PROBLEM STATEMENT: In the entries below, work out how many lines include "events", and write only that number.

GIVEN INFORMATION:
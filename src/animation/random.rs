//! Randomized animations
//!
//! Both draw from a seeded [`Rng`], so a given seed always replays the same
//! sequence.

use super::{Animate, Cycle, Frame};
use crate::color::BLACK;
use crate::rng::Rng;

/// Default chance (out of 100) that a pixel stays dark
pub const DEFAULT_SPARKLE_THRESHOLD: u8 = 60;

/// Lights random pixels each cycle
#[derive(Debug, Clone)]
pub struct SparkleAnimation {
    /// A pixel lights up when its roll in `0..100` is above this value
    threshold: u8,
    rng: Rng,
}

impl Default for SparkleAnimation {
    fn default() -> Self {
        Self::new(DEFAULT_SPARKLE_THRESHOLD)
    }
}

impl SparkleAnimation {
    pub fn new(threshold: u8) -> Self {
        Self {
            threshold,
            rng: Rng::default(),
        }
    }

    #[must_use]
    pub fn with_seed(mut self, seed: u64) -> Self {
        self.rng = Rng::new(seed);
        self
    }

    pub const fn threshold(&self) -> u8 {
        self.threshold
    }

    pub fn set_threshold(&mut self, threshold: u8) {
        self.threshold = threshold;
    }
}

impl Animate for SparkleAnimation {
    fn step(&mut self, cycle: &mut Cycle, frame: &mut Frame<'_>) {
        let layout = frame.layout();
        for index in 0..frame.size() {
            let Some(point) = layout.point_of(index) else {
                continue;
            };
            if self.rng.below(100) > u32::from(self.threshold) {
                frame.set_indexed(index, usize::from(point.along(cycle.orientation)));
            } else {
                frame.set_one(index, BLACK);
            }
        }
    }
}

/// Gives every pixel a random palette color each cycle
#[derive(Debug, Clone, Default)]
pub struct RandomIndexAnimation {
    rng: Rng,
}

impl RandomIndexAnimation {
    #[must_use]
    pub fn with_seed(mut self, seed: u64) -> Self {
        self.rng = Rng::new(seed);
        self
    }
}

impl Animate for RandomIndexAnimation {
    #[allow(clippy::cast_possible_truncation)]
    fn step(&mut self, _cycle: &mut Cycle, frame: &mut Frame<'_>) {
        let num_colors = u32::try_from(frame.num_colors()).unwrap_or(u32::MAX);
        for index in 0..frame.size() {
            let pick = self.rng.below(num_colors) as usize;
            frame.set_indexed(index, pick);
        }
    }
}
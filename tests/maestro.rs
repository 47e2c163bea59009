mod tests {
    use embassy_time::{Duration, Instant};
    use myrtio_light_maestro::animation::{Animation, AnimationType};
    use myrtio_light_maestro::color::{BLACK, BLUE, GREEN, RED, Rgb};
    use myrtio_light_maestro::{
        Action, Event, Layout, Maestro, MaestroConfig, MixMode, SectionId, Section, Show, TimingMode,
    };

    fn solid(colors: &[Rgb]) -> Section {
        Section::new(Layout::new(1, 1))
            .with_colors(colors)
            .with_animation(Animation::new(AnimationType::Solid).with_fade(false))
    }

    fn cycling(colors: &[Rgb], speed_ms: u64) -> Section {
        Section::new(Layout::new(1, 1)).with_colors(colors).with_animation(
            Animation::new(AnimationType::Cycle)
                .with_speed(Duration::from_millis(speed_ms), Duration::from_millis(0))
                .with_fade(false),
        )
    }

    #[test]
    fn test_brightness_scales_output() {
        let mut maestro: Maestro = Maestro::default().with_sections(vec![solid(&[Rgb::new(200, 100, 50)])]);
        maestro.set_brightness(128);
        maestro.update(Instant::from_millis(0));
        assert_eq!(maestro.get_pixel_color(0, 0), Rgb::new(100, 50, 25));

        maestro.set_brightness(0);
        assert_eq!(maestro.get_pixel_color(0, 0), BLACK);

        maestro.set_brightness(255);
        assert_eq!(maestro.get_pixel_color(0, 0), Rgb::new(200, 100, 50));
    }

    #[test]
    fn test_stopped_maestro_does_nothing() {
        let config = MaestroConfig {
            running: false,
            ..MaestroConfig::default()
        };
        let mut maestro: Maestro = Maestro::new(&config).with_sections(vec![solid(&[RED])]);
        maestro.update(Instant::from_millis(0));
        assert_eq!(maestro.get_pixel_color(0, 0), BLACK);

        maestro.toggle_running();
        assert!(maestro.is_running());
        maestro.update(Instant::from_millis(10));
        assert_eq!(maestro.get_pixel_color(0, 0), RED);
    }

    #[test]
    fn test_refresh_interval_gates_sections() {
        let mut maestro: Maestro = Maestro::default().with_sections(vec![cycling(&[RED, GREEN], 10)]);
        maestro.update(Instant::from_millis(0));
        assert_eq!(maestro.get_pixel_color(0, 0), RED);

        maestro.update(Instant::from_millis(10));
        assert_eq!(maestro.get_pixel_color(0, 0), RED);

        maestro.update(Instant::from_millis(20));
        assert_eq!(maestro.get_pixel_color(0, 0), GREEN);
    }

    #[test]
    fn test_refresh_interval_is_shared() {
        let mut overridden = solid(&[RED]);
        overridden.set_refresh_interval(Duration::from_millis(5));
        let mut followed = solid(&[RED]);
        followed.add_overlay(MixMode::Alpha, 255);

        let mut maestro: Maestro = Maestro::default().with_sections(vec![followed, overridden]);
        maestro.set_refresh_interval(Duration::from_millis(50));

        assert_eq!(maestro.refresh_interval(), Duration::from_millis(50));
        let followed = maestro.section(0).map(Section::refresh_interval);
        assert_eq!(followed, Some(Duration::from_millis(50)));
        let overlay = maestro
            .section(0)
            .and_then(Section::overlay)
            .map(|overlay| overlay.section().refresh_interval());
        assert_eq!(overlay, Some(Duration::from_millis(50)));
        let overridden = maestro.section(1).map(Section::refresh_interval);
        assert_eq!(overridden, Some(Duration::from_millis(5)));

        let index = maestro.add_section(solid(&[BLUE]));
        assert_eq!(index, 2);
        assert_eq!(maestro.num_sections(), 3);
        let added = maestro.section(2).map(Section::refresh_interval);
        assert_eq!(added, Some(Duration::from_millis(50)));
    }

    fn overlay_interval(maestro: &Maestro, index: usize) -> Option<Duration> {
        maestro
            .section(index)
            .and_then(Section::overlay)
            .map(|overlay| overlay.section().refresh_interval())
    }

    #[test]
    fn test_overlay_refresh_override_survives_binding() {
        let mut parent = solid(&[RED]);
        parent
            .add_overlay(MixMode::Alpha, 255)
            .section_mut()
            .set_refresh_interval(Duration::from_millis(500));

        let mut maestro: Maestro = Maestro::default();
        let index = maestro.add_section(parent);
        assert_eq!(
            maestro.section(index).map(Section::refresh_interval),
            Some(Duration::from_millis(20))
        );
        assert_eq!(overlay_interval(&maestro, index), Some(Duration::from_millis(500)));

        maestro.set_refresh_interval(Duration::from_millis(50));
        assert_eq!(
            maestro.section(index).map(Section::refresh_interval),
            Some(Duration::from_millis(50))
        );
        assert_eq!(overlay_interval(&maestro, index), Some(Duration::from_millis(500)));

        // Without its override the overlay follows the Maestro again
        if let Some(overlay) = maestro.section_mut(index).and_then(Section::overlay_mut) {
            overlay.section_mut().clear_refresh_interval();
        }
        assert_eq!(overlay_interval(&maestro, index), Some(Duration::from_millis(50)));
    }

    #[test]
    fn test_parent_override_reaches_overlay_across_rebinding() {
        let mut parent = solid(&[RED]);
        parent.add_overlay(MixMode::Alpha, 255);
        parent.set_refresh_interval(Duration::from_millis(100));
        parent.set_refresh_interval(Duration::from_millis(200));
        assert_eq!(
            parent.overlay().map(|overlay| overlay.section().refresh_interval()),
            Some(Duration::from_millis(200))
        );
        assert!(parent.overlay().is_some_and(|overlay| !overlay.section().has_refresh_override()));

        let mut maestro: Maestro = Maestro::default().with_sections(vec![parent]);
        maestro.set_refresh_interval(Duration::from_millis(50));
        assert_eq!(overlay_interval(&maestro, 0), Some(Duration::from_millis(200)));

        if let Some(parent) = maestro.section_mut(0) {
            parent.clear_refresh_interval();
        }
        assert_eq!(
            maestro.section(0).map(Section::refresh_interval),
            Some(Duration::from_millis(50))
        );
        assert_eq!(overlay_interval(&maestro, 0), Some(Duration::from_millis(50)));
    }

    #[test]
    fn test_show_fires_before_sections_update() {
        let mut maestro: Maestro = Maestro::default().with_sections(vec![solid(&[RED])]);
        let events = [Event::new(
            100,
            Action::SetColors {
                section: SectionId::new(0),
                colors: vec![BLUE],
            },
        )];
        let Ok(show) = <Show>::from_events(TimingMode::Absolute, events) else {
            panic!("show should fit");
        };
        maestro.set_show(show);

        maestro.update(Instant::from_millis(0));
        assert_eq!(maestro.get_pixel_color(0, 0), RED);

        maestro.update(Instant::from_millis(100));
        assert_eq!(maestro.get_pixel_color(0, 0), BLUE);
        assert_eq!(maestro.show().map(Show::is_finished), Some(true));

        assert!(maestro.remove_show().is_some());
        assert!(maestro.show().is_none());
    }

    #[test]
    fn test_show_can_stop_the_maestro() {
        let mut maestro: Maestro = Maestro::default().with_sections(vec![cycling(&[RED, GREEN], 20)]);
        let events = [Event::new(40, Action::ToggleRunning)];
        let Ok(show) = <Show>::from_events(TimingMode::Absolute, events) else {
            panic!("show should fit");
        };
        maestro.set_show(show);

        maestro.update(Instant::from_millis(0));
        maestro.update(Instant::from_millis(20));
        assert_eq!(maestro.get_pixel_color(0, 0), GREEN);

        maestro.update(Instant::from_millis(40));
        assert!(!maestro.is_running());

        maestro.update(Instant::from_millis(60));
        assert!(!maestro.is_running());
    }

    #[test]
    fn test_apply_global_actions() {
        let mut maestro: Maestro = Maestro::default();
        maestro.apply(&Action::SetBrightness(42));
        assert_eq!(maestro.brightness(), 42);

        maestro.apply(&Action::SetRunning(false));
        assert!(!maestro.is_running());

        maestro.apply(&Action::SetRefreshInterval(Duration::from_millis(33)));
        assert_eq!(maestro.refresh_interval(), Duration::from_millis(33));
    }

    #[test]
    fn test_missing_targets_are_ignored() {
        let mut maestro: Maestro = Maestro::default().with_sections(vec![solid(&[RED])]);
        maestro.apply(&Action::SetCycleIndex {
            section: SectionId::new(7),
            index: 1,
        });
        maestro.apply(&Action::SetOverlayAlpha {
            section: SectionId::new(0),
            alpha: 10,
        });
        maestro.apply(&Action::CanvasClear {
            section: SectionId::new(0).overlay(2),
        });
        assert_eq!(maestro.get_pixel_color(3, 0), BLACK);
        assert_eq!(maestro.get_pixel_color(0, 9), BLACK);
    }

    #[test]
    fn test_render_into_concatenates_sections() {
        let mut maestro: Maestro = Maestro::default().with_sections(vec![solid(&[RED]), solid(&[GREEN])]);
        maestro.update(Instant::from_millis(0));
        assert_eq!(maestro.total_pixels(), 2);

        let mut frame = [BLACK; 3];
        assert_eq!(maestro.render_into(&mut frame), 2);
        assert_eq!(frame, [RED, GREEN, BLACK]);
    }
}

...

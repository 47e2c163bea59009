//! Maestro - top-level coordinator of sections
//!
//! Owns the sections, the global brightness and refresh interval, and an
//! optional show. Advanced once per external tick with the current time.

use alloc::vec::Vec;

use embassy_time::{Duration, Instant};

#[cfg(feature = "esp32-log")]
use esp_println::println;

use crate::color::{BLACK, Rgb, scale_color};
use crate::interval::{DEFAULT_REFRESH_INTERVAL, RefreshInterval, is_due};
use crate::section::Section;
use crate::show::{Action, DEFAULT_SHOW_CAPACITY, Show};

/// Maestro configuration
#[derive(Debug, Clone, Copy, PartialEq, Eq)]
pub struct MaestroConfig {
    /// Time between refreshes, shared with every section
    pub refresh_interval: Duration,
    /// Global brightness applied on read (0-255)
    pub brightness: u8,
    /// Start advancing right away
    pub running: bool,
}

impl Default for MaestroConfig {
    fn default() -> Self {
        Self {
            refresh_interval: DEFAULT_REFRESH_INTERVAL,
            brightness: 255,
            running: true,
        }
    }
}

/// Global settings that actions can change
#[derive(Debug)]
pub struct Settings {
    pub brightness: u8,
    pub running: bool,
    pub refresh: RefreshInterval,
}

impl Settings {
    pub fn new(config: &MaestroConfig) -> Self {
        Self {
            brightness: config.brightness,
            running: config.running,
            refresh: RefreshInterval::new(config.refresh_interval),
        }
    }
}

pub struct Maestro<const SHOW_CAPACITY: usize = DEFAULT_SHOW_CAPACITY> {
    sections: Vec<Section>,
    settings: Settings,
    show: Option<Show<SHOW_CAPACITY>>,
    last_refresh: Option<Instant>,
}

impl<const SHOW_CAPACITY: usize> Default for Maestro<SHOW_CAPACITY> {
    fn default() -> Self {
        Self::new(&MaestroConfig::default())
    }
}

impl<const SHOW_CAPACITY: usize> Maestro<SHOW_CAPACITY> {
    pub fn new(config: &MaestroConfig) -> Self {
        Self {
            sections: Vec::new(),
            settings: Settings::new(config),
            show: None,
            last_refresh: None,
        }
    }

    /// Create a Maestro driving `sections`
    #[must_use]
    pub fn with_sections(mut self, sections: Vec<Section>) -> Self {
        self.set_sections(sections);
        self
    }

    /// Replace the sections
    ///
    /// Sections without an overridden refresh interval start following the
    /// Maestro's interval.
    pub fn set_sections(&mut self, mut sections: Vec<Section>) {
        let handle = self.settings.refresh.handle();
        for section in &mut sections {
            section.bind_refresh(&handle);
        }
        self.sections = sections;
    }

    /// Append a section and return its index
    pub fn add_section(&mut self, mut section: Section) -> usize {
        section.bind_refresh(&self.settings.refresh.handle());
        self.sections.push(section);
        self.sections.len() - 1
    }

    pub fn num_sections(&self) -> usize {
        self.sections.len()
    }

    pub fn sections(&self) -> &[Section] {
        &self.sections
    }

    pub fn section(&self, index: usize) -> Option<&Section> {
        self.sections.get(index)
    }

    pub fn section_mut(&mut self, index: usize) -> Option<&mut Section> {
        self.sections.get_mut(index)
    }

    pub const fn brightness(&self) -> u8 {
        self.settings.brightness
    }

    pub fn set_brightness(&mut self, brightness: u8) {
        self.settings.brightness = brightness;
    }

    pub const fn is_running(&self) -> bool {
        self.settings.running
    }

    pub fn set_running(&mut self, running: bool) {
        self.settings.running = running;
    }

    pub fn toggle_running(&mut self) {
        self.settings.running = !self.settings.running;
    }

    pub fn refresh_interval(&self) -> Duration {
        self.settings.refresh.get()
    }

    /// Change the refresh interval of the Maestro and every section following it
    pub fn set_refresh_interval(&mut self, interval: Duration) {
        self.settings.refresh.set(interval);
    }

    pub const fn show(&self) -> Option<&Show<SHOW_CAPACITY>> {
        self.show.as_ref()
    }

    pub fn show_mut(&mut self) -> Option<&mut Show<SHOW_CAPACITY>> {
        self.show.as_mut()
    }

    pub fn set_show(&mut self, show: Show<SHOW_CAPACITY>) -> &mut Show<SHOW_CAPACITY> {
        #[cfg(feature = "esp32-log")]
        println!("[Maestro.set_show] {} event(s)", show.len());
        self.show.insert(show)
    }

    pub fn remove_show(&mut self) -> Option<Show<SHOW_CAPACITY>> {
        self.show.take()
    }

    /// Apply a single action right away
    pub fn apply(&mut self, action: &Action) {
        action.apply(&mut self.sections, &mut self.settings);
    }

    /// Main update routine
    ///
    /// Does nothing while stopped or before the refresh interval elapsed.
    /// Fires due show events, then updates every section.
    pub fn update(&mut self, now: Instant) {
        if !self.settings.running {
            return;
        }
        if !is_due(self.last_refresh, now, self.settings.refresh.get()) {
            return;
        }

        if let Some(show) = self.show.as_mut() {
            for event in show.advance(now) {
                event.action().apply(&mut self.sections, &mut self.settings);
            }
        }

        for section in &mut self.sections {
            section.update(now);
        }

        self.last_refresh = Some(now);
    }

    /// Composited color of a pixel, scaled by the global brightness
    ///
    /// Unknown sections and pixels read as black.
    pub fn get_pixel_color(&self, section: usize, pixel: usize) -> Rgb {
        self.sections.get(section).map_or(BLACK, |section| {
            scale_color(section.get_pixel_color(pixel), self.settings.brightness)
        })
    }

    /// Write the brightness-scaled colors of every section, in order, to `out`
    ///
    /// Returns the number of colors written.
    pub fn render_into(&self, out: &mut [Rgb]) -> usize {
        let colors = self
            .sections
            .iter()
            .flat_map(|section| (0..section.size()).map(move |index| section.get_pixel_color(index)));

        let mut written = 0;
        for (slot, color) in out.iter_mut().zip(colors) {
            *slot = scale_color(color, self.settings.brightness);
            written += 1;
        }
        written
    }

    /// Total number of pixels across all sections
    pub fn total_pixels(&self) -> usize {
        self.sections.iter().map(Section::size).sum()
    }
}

---

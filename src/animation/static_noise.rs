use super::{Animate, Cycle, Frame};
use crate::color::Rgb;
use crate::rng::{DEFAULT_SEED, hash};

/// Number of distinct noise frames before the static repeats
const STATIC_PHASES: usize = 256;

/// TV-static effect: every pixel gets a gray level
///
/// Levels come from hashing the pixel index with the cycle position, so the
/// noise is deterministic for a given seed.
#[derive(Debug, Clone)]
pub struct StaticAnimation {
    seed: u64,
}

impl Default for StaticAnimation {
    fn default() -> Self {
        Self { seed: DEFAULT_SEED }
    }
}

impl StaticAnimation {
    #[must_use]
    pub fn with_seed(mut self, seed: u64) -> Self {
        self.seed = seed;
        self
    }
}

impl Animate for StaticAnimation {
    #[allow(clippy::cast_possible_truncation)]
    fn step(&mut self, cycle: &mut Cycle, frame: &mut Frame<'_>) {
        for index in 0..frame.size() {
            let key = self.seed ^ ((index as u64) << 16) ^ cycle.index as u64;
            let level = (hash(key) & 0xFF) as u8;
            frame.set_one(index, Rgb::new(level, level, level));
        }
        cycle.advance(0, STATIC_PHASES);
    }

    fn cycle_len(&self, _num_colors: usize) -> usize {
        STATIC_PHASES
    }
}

RESPONSE AREA: 5